## What to do
Carry over every entry exactly as it appears in the records.

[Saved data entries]
▼
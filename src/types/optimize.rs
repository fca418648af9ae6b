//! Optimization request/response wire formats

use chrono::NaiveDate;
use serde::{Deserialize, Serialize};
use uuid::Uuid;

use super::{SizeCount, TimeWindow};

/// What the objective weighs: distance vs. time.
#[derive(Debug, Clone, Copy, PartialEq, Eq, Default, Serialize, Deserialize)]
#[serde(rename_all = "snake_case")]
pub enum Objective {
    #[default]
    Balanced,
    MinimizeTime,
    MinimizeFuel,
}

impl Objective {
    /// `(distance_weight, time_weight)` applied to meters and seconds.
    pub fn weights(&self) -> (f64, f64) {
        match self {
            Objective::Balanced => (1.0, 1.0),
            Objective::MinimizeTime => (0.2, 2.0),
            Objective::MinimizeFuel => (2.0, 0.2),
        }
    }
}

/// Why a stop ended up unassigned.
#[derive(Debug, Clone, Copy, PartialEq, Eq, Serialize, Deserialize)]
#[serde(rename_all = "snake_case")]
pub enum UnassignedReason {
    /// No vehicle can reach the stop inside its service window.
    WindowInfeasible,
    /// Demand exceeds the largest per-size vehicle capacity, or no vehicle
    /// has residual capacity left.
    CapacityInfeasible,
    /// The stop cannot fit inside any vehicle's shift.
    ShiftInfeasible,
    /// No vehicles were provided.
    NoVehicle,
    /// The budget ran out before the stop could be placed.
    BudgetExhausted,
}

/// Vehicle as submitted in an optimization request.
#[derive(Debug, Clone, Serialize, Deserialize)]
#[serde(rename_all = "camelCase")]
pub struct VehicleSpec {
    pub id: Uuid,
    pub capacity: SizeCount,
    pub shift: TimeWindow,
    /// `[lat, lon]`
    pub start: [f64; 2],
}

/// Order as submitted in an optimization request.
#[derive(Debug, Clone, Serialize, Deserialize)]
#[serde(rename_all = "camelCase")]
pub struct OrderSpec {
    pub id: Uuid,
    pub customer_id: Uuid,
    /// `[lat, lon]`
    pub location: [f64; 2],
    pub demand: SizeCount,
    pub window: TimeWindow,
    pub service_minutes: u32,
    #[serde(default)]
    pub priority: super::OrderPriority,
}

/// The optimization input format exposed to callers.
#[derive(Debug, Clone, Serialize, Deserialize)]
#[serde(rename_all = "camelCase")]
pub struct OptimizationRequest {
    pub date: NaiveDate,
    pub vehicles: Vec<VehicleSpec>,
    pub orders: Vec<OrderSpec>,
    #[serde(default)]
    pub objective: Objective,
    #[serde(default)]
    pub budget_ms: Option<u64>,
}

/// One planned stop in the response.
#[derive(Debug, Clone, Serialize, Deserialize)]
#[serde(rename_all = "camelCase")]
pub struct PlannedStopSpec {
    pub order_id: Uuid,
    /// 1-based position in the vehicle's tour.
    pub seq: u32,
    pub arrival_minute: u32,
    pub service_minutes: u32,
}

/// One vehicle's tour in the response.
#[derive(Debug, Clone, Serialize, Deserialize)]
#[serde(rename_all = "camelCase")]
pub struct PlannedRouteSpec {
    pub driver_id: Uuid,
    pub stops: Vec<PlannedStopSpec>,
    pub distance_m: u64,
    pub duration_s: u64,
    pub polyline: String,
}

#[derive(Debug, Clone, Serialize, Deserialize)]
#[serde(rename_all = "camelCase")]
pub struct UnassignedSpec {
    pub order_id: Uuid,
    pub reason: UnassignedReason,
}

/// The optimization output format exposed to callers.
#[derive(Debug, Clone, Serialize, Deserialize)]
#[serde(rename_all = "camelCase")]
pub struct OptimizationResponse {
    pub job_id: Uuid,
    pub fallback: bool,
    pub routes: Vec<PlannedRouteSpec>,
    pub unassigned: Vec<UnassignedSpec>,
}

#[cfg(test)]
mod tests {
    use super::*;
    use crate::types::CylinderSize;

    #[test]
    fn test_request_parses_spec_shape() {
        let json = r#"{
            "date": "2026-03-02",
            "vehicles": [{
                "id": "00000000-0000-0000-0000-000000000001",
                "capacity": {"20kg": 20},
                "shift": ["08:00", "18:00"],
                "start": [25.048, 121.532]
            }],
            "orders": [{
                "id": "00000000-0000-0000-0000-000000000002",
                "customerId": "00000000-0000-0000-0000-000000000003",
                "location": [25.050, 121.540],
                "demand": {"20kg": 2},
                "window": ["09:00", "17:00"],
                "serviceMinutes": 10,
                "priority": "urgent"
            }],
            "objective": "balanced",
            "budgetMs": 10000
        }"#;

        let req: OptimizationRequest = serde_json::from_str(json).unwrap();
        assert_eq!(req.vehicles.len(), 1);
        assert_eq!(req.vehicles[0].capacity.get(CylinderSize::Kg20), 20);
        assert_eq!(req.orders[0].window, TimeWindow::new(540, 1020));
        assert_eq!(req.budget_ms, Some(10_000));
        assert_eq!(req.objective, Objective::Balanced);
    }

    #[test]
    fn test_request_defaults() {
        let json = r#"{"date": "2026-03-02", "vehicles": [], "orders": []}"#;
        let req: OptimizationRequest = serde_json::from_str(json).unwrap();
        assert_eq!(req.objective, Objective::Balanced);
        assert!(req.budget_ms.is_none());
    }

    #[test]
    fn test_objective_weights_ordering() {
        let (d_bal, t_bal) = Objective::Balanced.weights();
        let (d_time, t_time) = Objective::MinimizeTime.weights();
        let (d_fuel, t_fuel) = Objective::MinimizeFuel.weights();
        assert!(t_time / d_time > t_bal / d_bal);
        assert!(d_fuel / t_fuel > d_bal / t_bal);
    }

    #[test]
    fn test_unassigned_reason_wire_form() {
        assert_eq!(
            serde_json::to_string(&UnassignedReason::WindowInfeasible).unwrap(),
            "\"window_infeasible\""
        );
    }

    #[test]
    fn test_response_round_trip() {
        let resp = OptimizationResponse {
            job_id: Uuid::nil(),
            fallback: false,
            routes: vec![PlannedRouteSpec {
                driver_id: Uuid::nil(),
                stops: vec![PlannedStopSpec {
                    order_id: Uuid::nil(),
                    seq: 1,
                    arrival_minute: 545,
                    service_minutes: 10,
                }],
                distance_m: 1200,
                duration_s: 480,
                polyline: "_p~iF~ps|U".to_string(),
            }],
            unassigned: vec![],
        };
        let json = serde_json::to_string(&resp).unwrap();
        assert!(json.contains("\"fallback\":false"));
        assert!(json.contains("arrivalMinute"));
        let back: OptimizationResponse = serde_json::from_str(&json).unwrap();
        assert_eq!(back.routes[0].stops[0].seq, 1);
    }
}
▲
## Task answer
filename src/types/optimize.rs
repository fca418648af9ae6b
//! Optimization request/response wire formats

use chrono::NaiveDate;
use serde::{Deserialize, Serialize};
use uuid::Uuid;

use super::{SizeCount, TimeWindow};

/// What the objective weighs: distance vs. time.
#[derive(Debug, Clone, Copy, PartialEq, Eq, Default, Serialize, Deserialize)]
#[serde(rename_all = "snake_case")]
pub enum Objective {
    #[default]
    Balanced,
    MinimizeTime,
    MinimizeFuel,
}

impl Objective {
    /// `(distance_weight, time_weight)` applied to meters and seconds.
    pub fn weights(&self) -> (f64, f64) {
        match self {
            Objective::Balanced => (1.0, 1.0),
            Objective::MinimizeTime => (0.2, 2.0),
            Objective::MinimizeFuel => (2.0, 0.2),
        }
    }
}

/// Why a stop ended up unassigned.
#[derive(Debug, Clone, Copy, PartialEq, Eq, Serialize, Deserialize)]
#[serde(rename_all = "snake_case")]
pub enum UnassignedReason {
    /// No vehicle can reach the stop inside its service window.
    WindowInfeasible,
    /// Demand exceeds the largest per-size vehicle capacity, or no vehicle
    /// has residual capacity left.
    CapacityInfeasible,
    /// The stop cannot fit inside any vehicle's shift.
    ShiftInfeasible,
    /// No vehicles were provided.
    NoVehicle,
    /// The budget ran out before the stop could be placed.
    BudgetExhausted,
}

/// Vehicle as submitted in an optimization request.
#[derive(Debug, Clone, Serialize, Deserialize)]
#[serde(rename_all = "camelCase")]
pub struct VehicleSpec {
    pub id: Uuid,
    pub capacity: SizeCount,
    pub shift: TimeWindow,
    /// `[lat, lon]`
    pub start: [f64; 2],
}

/// Order as submitted in an optimization request.
#[derive(Debug, Clone, Serialize, Deserialize)]
#[serde(rename_all = "camelCase")]
pub struct OrderSpec {
    pub id: Uuid,
    pub customer_id: Uuid,
    /// `[lat, lon]`
    pub location: [f64; 2],
    pub demand: SizeCount,
    pub window: TimeWindow,
    pub service_minutes: u32,
    #[serde(default)]
    pub priority: super::OrderPriority,
}

/// The optimization input format exposed to callers.
#[derive(Debug, Clone, Serialize, Deserialize)]
#[serde(rename_all = "camelCase")]
pub struct OptimizationRequest {
    pub date: NaiveDate,
    pub vehicles: Vec<VehicleSpec>,
    pub orders: Vec<OrderSpec>,
    #[serde(default)]
    pub objective: Objective,
    #[serde(default)]
    pub budget_ms: Option<u64>,
}

/// One planned stop in the response.
#[derive(Debug, Clone, Serialize, Deserialize)]
#[serde(rename_all = "camelCase")]
pub struct PlannedStopSpec {
    pub order_id: Uuid,
    /// 1-based position in the vehicle's tour.
    pub seq: u32,
    pub arrival_minute: u32,
    pub service_minutes: u32,
}

/// One vehicle's tour in the response.
#[derive(Debug, Clone, Serialize, Deserialize)]
#[serde(rename_all = "camelCase")]
pub struct PlannedRouteSpec {
    pub driver_id: Uuid,
    pub stops: Vec<PlannedStopSpec>,
    pub distance_m: u64,
    pub duration_s: u64,
    pub polyline: String,
}

#[derive(Debug, Clone, Serialize, Deserialize)]
#[serde(rename_all = "camelCase")]
pub struct UnassignedSpec {
    pub order_id: Uuid,
    pub reason: UnassignedReason,
}

/// The optimization output format exposed to callers.
#[derive(Debug, Clone, Serialize, Deserialize)]
#[serde(rename_all = "camelCase")]
pub struct OptimizationResponse {
    pub job_id: Uuid,
    pub fallback: bool,
    pub routes: Vec<PlannedRouteSpec>,
    pub unassigned: Vec<UnassignedSpec>,
}

#[cfg(test)]
mod tests {
    use super::*;
    use crate::types::CylinderSize;

    #[test]
    fn test_request_parses_spec_shape() {
        let json = r#"{
            "date": "2026-03-02",
            "vehicles": [{
                "id": "00000000-0000-0000-0000-000000000001",
                "capacity": {"20kg": 20},
                "shift": ["08:00", "18:00"],
                "start": [25.048, 121.532]
            }],
            "orders": [{
                "id": "00000000-0000-0000-0000-000000000002",
                "customerId": "00000000-0000-0000-0000-000000000003",
                "location": [25.050, 121.540],
                "demand": {"20kg": 2},
                "window": ["09:00", "17:00"],
                "serviceMinutes": 10,
                "priority": "urgent"
            }],
            "objective": "balanced",
            "budgetMs": 10000
        }"#;

        let req: OptimizationRequest = serde_json::from_str(json).unwrap();
        assert_eq!(req.vehicles.len(), 1);
        assert_eq!(req.vehicles[0].capacity.get(CylinderSize::Kg20), 20);
        assert_eq!(req.orders[0].window, TimeWindow::new(540, 1020));
        assert_eq!(req.budget_ms, Some(10_000));
        assert_eq!(req.objective, Objective::Balanced);
    }

    #[test]
    fn test_request_defaults() {
        let json = r#"{"date": "2026-03-02", "vehicles": [], "orders": []}"#;
        let req: OptimizationRequest = serde_json::from_str(json).unwrap();
        assert_eq!(req.objective, Objective::Balanced);
        assert!(req.budget_ms.is_none());
    }

    #[test]
    fn test_objective_weights_ordering() {
        let (d_bal, t_bal) = Objective::Balanced.weights();
        let (d_time, t_time) = Objective::MinimizeTime.weights();
        let (d_fuel, t_fuel) = Objective::MinimizeFuel.weights();
        assert!(t_time / d_time > t_bal / d_bal);
        assert!(d_fuel / t_fuel > d_bal / t_bal);
    }

    #[test]
    fn test_unassigned_reason_wire_form() {
        assert_eq!(
            serde_json::to_string(&UnassignedReason::WindowInfeasible).unwrap(),
            "\"window_infeasible\""
        );
    }

    #[test]
    fn test_response_round_trip() {
        let resp = OptimizationResponse {
            job_id: Uuid::nil(),
            fallback: false,
            routes: vec![PlannedRouteSpec {
                driver_id: Uuid::nil(),
                stops: vec![PlannedStopSpec {
                    order_id: Uuid::nil(),
                    seq: 1,
                    arrival_minute: 545,
                    service_minutes: 10,
                }],
                distance_m: 1200,
                duration_s: 480,
                polyline: "_p~iF~ps|U".to_string(),
            }],
            unassigned: vec![],
        };
        let json = serde_json::to_string(&resp).unwrap();
        assert!(json.contains("\"fallback\":false"));
        assert!(json.contains("arrivalMinute"));
        let back: OptimizationResponse = serde_json::from_str(&json).unwrap();
        assert_eq!(back.routes[0].stops[0].seq, 1);
    }
}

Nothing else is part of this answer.